4.1.4. Technical Performance of Optimised PV Model
The simulation of the optimised 37 MW DC PV plant predicted an output of 55.13 GWh during the first year of operation. This is approximately 33.3% of the annual demand of the mine. Figure 11 below shows the monthly load vs. the generated PV energy. The graph for the generated energy shows limited seasonal variation due to the optimisation of the tilt angle.
Figure 11.
Monthly variation of load vs. generated PV energy.
The expected capacity factor of the PV plant in the first year is 19% which compares with the 2019 weighted average capacity factor according to the IRENA database [40]. The performance ratio of the plant is predicted to be 77% with major losses including soiling, module mismatch, and cable losses. The most significant loss however is that caused by the grid limit (generation exceeding load and no exporting power) which accounted for 10.3%.
On a typically good PV production day, as shown in Figure 12 below, the PV plant is able to supply the mine load alone (on this day, 23 MW) for 4 h between 9 a.m. and 1 p.m. However, the morning spike is largely being covered by the grid because at the time it occurs (8 a.m.), there will not be enough irradiation. The graphs show that on a typically good day, the PV generated could be higher than the energy from the grid from 6 a.m. to 3 p.m. As expected, the load during the night is supplied from the grid.
Figure 12.
Two typical consecutive days with good PV production.

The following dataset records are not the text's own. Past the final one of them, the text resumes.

use thiserror::Error;

#[derive(Debug, Error)]
pub enum IdentityError {
    #[error("Missing identity: no bearer token or trusted user header")]
    MissingIdentity,

    #[error("Invalid identity token: {0}")]
    InvalidToken(String),

    #[error("Identity token has an empty subject")]
    EmptySubject,

    #[error("Key is not permitted to call {0}")]
    Forbidden(String),
}

impl From<jsonwebtoken::errors::Error> for IdentityError {
    fn from(err: jsonwebtoken::errors::Error) -> Self {
        IdentityError::InvalidToken(err.to_string())
    }
}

4.1.5. Comparing PVSyst and SAM
For comparison purposes, the identical PV system (37 MWdc, 1.05 DC/AC ratio, same PV, and inverter efficiencies) was modelled in PVSyst, software version 6.43. The only adjustment that was made was on the grid limitation: the PVSyst allowed all the generated energy to be exported without limitation from the load profile (the same adjustment was made to the SAM model). The results show that the energy produced from the two software packages differed by only 1.65%, with the largest difference related to the performance ratio as shown in Table 14 below.
Table 14.
Comparison between PVSyst and SAM.
4.1.6. Economic Performance of Optimised PV Model
The installation cost of the project is predicted at USD 0.76 per DC Watt which is comparable to the projects completed in India in 2019 which had a weighted average installation cost of USD 0.62 per DC Watt [40]. Similarly, the predicted LCOE of this PV system is USD 0.048/kWh which is comparable to the weighted average LCOE of USD 0.045/kWh of the projects completed in India in 2019 [40]. The predicted net present value of the project is about USD 41 Million with a pay-back period of 5.1 years, reinforcing the economic viability of this project. Table 15 below shows the main economic indicators for this project.
Table 15.
Economic performance indicators for the PV system.
The first-year figures show that the annual energy electricity bill has been reduced from USD13.7 million to 8.02 million. This means that by reducing the annual load by about 33.3%, the system will be able to save about 41.4% of the annual electricity bill. The difference in the two numbers is caused by the fact that the PV System is offsetting the load during the peak and the standard tariff periods while the grid electricity is mainly used during off-peak hours. Figure 13 below shows the monthly electricity bill with the PV system and without.
Figure 13.
Monthly electricity bill with the PV system vs. without.
4.2. PV + Battery Results
4.2.1. Battery and PV Plant Capacities Optimisation
A parametric analysis was carried out to determine the optimum storage hours (hence battery capacity) and the PV size based on the load profile, the desired operation and the return on the investment. The trend from Figure 14 below shows that in general, the smaller the PV plant and the lower the storage hours, the more viable the system. PV size ratios of 1.5 and 2 have a positive NPV value for the whole range of storage sizes simulated (2 h to 12 h) while the 2.5 PV size ratio is only viable for up to 9 h of battery storage. The PV size ratios from 3 to 5 are not viable for this designed application for all the simulated storage hours. For storage hours, the viability decreases with the increase in storage size. The 2 h storage battery has three viable PV sizes while the 12 h battery storage is only viable for two PV sizes.
Figure 14.
Three-dimensional graph showing the battery and PV capacity optimisation.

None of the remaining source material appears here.